Nicotine dependence has progressively become a foremost community health interest in
both the developed and developing nations due to the economic burden and health-related problems.
Smoking was significantly higher among patients with schizophrenia in comparison to the general
population. Nicotine dependence is not only associated with public stress, but among patients with
schizophrenia, smoking brings major challenges to the management. Nicotine may diminish the therapeutic
efficacy of the bioavailability of the psychopharmacological agents in-vivo. These duo perturbations,
i.e. two clinical conditions co-existed may prevent psychotic symptoms remission among patients
suffering from schizophrenia who smoke at the same time.
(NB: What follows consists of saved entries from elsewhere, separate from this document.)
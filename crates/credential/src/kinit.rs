//! Reference provider backed by the system Kerberos tools
//!
//! Runs `kinit`, `klist` and `kdestroy` against a private file credential
//! cache. Configuration reaches the tools through per-command `KRB5CCNAME`
//! and `KRB5_CONFIG` environment variables, never through process-wide state.
//!
//! - acquire: `kinit -k -t <keytab> <principal>`, or `kinit <principal>` with
//!   the password on stdin
//! - renew: `kinit -R`
//! - logout: `kdestroy`
//!
//! After every `kinit` the cache is listed with `klist -f` to learn the
//! ticket's actual expiry and renewability.

use std::future::Future;
use std::path::{Path, PathBuf};
use std::pin::Pin;
use std::process::{Output, Stdio};
use std::sync::{Mutex, PoisonError};

use common::Secret;
use tokio::io::AsyncWriteExt;
use tokio::process::Command;
use tokio::time::Instant;
use tracing::{debug, info};

use crate::credential::Credential;
use crate::error::{Error, Result};
use crate::klist;
use crate::provider::{CredentialProvider, ProviderSettings};

/// `CredentialProvider` that shells out to MIT/Heimdal Kerberos tools.
pub struct KinitProvider {
    settings: ProviderSettings,
    /// Password for non-keytab logins; taken and zeroized by `wipe_secrets`.
    password: Mutex<Option<Secret<String>>>,
    krb5_conf: Option<PathBuf>,
    cache_name: String,
}

impl KinitProvider {
    /// Build the provider, creating the cache directory and rendering a
    /// private krb5.conf when realm and KDC are configured.
    pub fn new(mut settings: ProviderSettings) -> Result<Self> {
        if settings.principal.trim().is_empty() {
            return Err(Error::Settings("principal must not be empty".into()));
        }
        let password = settings.password.take();
        if password.is_none() && settings.keytab.is_none() {
            return Err(Error::Settings(
                "either a password or a keytab is required".into(),
            ));
        }

        std::fs::create_dir_all(&settings.cache_dir).map_err(|e| {
            Error::Io(format!(
                "creating cache dir {}: {e}",
                settings.cache_dir.display()
            ))
        })?;

        let krb5_conf = match (&settings.krb5_conf, settings.render_krb5_conf()) {
            (Some(path), _) => Some(path.clone()),
            (None, Some(contents)) => {
                let path = settings.cache_dir.join("krb5.conf");
                std::fs::write(&path, contents)
                    .map_err(|e| Error::Io(format!("writing {}: {e}", path.display())))?;
                debug!(path = %path.display(), "rendered krb5.conf");
                Some(path)
            }
            (None, None) => None,
        };

        let cache_name = settings.cache_name();
        info!(
            principal = %settings.qualified_principal(),
            cache = %cache_name,
            keytab = settings.keytab.is_some(),
            "kinit provider configured"
        );

        Ok(Self {
            settings,
            password: Mutex::new(password),
            krb5_conf,
            cache_name,
        })
    }

    /// The private credential cache this provider writes to.
    pub fn cache_name(&self) -> &str {
        &self.cache_name
    }

    pub fn krb5_conf(&self) -> Option<&Path> {
        self.krb5_conf.as_deref()
    }

    fn command(&self, program: &Path) -> Command {
        let mut cmd = Command::new(program);
        cmd.env("KRB5CCNAME", &self.cache_name)
            .stdin(Stdio::null())
            .stdout(Stdio::piped())
            .stderr(Stdio::piped())
            .kill_on_drop(true);
        if let Some(conf) = &self.krb5_conf {
            cmd.env("KRB5_CONFIG", conf);
        }
        cmd
    }

    async fn run(&self, mut cmd: Command, stdin: Option<Secret<String>>) -> Result<Output> {
        if stdin.is_some() {
            cmd.stdin(Stdio::piped());
        }
        let mut child = cmd
            .spawn()
            .map_err(|e| Error::Io(format!("failed to spawn kerberos tool: {e}")))?;

        if let Some(input) = stdin {
            if let Some(mut pipe) = child.stdin.take() {
                pipe.write_all(input.expose().as_bytes())
                    .await
                    .map_err(|e| Error::Io(format!("writing password to kinit: {e}")))?;
            }
        }

        child
            .wait_with_output()
            .await
            .map_err(|e| Error::Io(format!("waiting for kerberos tool: {e}")))
    }

    /// List the cache and build a credential from the TGT entry.
    async fn read_ticket(&self) -> Result<Credential> {
        let mut cmd = self.command(&self.settings.tools.klist);
        cmd.arg("-f");
        let output = self.run(cmd, None).await?;
        if !output.status.success() {
            return Err(Error::Parse(format!(
                "klist failed: {}",
                String::from_utf8_lossy(&output.stderr).trim()
            )));
        }

        let info = klist::parse(&String::from_utf8_lossy(&output.stdout))?;
        let now_local = chrono::Local::now().naive_local();
        let now = Instant::now();
        let lifetime = klist::remaining(info.expires, now_local)
            .ok_or_else(|| Error::Expired(format!("TGT expired at {}", info.expires)))?;

        let subject = info
            .default_principal
            .clone()
            .unwrap_or_else(|| self.settings.qualified_principal());
        let mut credential =
            Credential::new(subject, now + lifetime, self.cache_name.clone().into_bytes())?;
        if info.renewable() {
            let renew_until = info
                .renew_until
                .and_then(|limit| klist::remaining(limit, now_local))
                .map(|left| now + left);
            credential = credential.with_renewal(renew_until);
        }

        debug!(
            server = %info.server,
            expires = %info.expires,
            renewable = credential.renewable(),
            "read TGT from cache"
        );
        Ok(credential)
    }

    fn password_line(&self) -> Option<Secret<String>> {
        let guard = self.password.lock().unwrap_or_else(PoisonError::into_inner);
        guard
            .as_ref()
            .map(|pw| Secret::new(format!("{}\n", pw.expose())))
    }
}

fn failure_text(output: &Output) -> String {
    let stderr = String::from_utf8_lossy(&output.stderr);
    let text = stderr.trim();
    if text.is_empty() {
        format!("exited with {}", output.status)
    } else {
        text.to_string()
    }
}

impl CredentialProvider for KinitProvider {
    fn id(&self) -> &str {
        "kinit"
    }

    fn acquire(&self) -> Pin<Box<dyn Future<Output = Result<Credential>> + Send + '_>> {
        Box::pin(async move {
            let principal = self.settings.qualified_principal();
            let mut cmd = self.command(&self.settings.tools.kinit);

            let stdin = match &self.settings.keytab {
                Some(keytab) => {
                    cmd.arg("-k").arg("-t").arg(keytab).arg(&principal);
                    None
                }
                None => {
                    cmd.arg(&principal);
                    Some(self.password_line().ok_or_else(|| {
                        Error::Login("password has been wiped; cannot log in".into())
                    })?)
                }
            };

            debug!(principal = %principal, "running kinit");
            let output = self.run(cmd, stdin).await?;
            if !output.status.success() {
                return Err(Error::Login(failure_text(&output)));
            }
            self.read_ticket().await
        })
    }

    fn renew<'a>(
        &'a self,
        current: &'a Credential,
    ) -> Pin<Box<dyn Future<Output = Result<Credential>> + Send + 'a>> {
        Box::pin(async move {
            if !current.can_renew() {
                return Err(Error::NotRenewable);
            }
            let mut cmd = self.command(&self.settings.tools.kinit);
            cmd.arg("-R");
            let output = self.run(cmd, None).await?;
            if !output.status.success() {
                return Err(Error::Renewal(failure_text(&output)));
            }
            self.read_ticket().await
        })
    }

    fn logout<'a>(
        &'a self,
        current: &'a Credential,
    ) -> Pin<Box<dyn Future<Output = Result<()>> + Send + 'a>> {
        Box::pin(async move {
            let cmd = self.command(&self.settings.tools.kdestroy);
            let output = self.run(cmd, None).await?;
            if !output.status.success() {
                return Err(Error::Logout(failure_text(&output)));
            }
            info!(subject = current.subject(), "credential cache destroyed");
            Ok(())
        })
    }

    fn wipe_secrets(&self) {
        let mut guard = self.password.lock().unwrap_or_else(PoisonError::into_inner);
        if let Some(mut password) = guard.take() {
            password.wipe();
            debug!("password wiped");
        }
    }
}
The aim of this review was to highlight
the role of pharmacological treatment options and strategies for patients with nicotine dependence
in schizophrenia with emphasis on the underlying neurobiological process. The role of nicotine
replacement therapy, i.e. norepinephrine-dopamine reuptake inhibition (NDRI) e.g. bupropion and selective
partial agonist of α4β2 and full α7-nicotinic acetylcholine receptor e.g. varenicline was deliberated.
An ideal choice of drug targets for patients with schizophrenia with nicotine dependence is
pivotal to foster a better therapeutic alliance.
Keywords: Nicotine dependence, schizophrenia, treatment options, smoking, psychoactive agents, drug targets.